I am not so sure about this

If you consider a mirror of radius=h and ROC=R, the the focus of center and 
edge rays differ by an amount:
 p=h^2/R.
The transverse aberration of an edge ray whenthe KE is at the center ray 
focus position, is:
 t=p*h/R

For a 10" F/5 mirror this amounts to more than 300um, to one side only. This 
is enough to let the entire 200um slit image pass the knife edge. In this 
case narrowing the slit will affect what you see: I suppose that the bright 
parts of the Foucaultgram become dimmer with a narrower slit. This might 
decrease the swamping of subtle details in the grey parts. However, I don't 
think it will affect the measurment of overall correction.
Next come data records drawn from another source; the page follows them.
// Jackson Coxson

use thiserror::Error;

use crate::DeviceError;

/// Status codes AFC returns in the first eight bytes of a Status packet.
#[derive(Clone, Copy, Debug, PartialEq, Eq, Error)]
#[repr(u64)]
pub enum AfcError {
    #[error("unknown afc error")]
    UnknownError = 1,
    #[error("op header invalid")]
    OpHeaderInvalid = 2,
    #[error("no resources")]
    NoResources = 3,
    #[error("read error")]
    ReadError = 4,
    #[error("write error")]
    WriteError = 5,
    #[error("unknown packet type")]
    UnknownPacketType = 6,
    #[error("invalid argument")]
    InvalidArg = 7,
    #[error("object not found")]
    ObjectNotFound = 8,
    #[error("object is a directory")]
    ObjectIsDir = 9,
    #[error("permission denied")]
    PermDenied = 10,
    #[error("service not connected")]
    ServiceNotConnected = 11,
    #[error("operation timed out")]
    OpTimeout = 12,
    #[error("too much data")]
    TooMuchData = 13,
    #[error("end of data")]
    EndOfData = 14,
    #[error("operation not supported")]
    OpNotSupported = 15,
    #[error("object exists")]
    ObjectExists = 16,
    #[error("object busy")]
    ObjectBusy = 17,
    #[error("no space left")]
    NoSpaceLeft = 18,
    #[error("operation would block")]
    OpWouldBlock = 19,
    #[error("io error")]
    IoError = 20,
    #[error("operation interrupted")]
    OpInterrupted = 21,
    #[error("operation in progress")]
    OpInProgress = 22,
    #[error("internal error")]
    InternalError = 23,
}

impl AfcError {
    /// Interprets a status code; 0 is success.
    pub fn from_code(code: u64) -> Result<(), Self> {
        Err(match code {
            0 => return Ok(()),
            2 => Self::OpHeaderInvalid,
            3 => Self::NoResources,
            4 => Self::ReadError,
            5 => Self::WriteError,
            6 => Self::UnknownPacketType,
            7 => Self::InvalidArg,
            8 => Self::ObjectNotFound,
            9 => Self::ObjectIsDir,
            10 => Self::PermDenied,
            11 => Self::ServiceNotConnected,
            12 => Self::OpTimeout,
            13 => Self::TooMuchData,
            14 => Self::EndOfData,
            15 => Self::OpNotSupported,
            16 => Self::ObjectExists,
            17 => Self::ObjectBusy,
            18 => Self::NoSpaceLeft,
            19 => Self::OpWouldBlock,
            20 => Self::IoError,
            21 => Self::OpInterrupted,
            22 => Self::OpInProgress,
            23 => Self::InternalError,
            _ => Self::UnknownError,
        })
    }
}

impl From<AfcError> for DeviceError {
    fn from(e: AfcError) -> Self {
        DeviceError::Unknown(format!("afc: {e}"))
    }
}

#[cfg(test)]
mod tests {
    use super::*;

    #[test]
    fn zero_is_success() {
        assert!(AfcError::from_code(0).is_ok());
    }

    #[test]
    fn known_codes_map() {
        assert_eq!(AfcError::from_code(8), Err(AfcError::ObjectNotFound));
        assert_eq!(AfcError::from_code(10), Err(AfcError::PermDenied));
        assert_eq!(AfcError::from_code(999), Err(AfcError::UnknownError));
    }
}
Diffraction of the slit gives no practical problem with slit sizes down to 
30um, according to Jean T...
I have used both, but never did an objective comparison. Anybody on the list 
actually did ?

-Arjan

> Quite true, the slitless and slitted tester operate identically when the 
> KE
> closes down enough to show shadow detail.  I've taken hi-res foucaultgrams 
> that
> illustrate that very fact - and using a very narrow slit doesn't improve
> detail, merely adds diffraction artifacts.  If anybody's interested in 
> seeing
> them I'll send you a copy.  BTW I now use a 200 micron slit on my tester - 
> same
> as you.
>
> I just didn't get what the original question was about...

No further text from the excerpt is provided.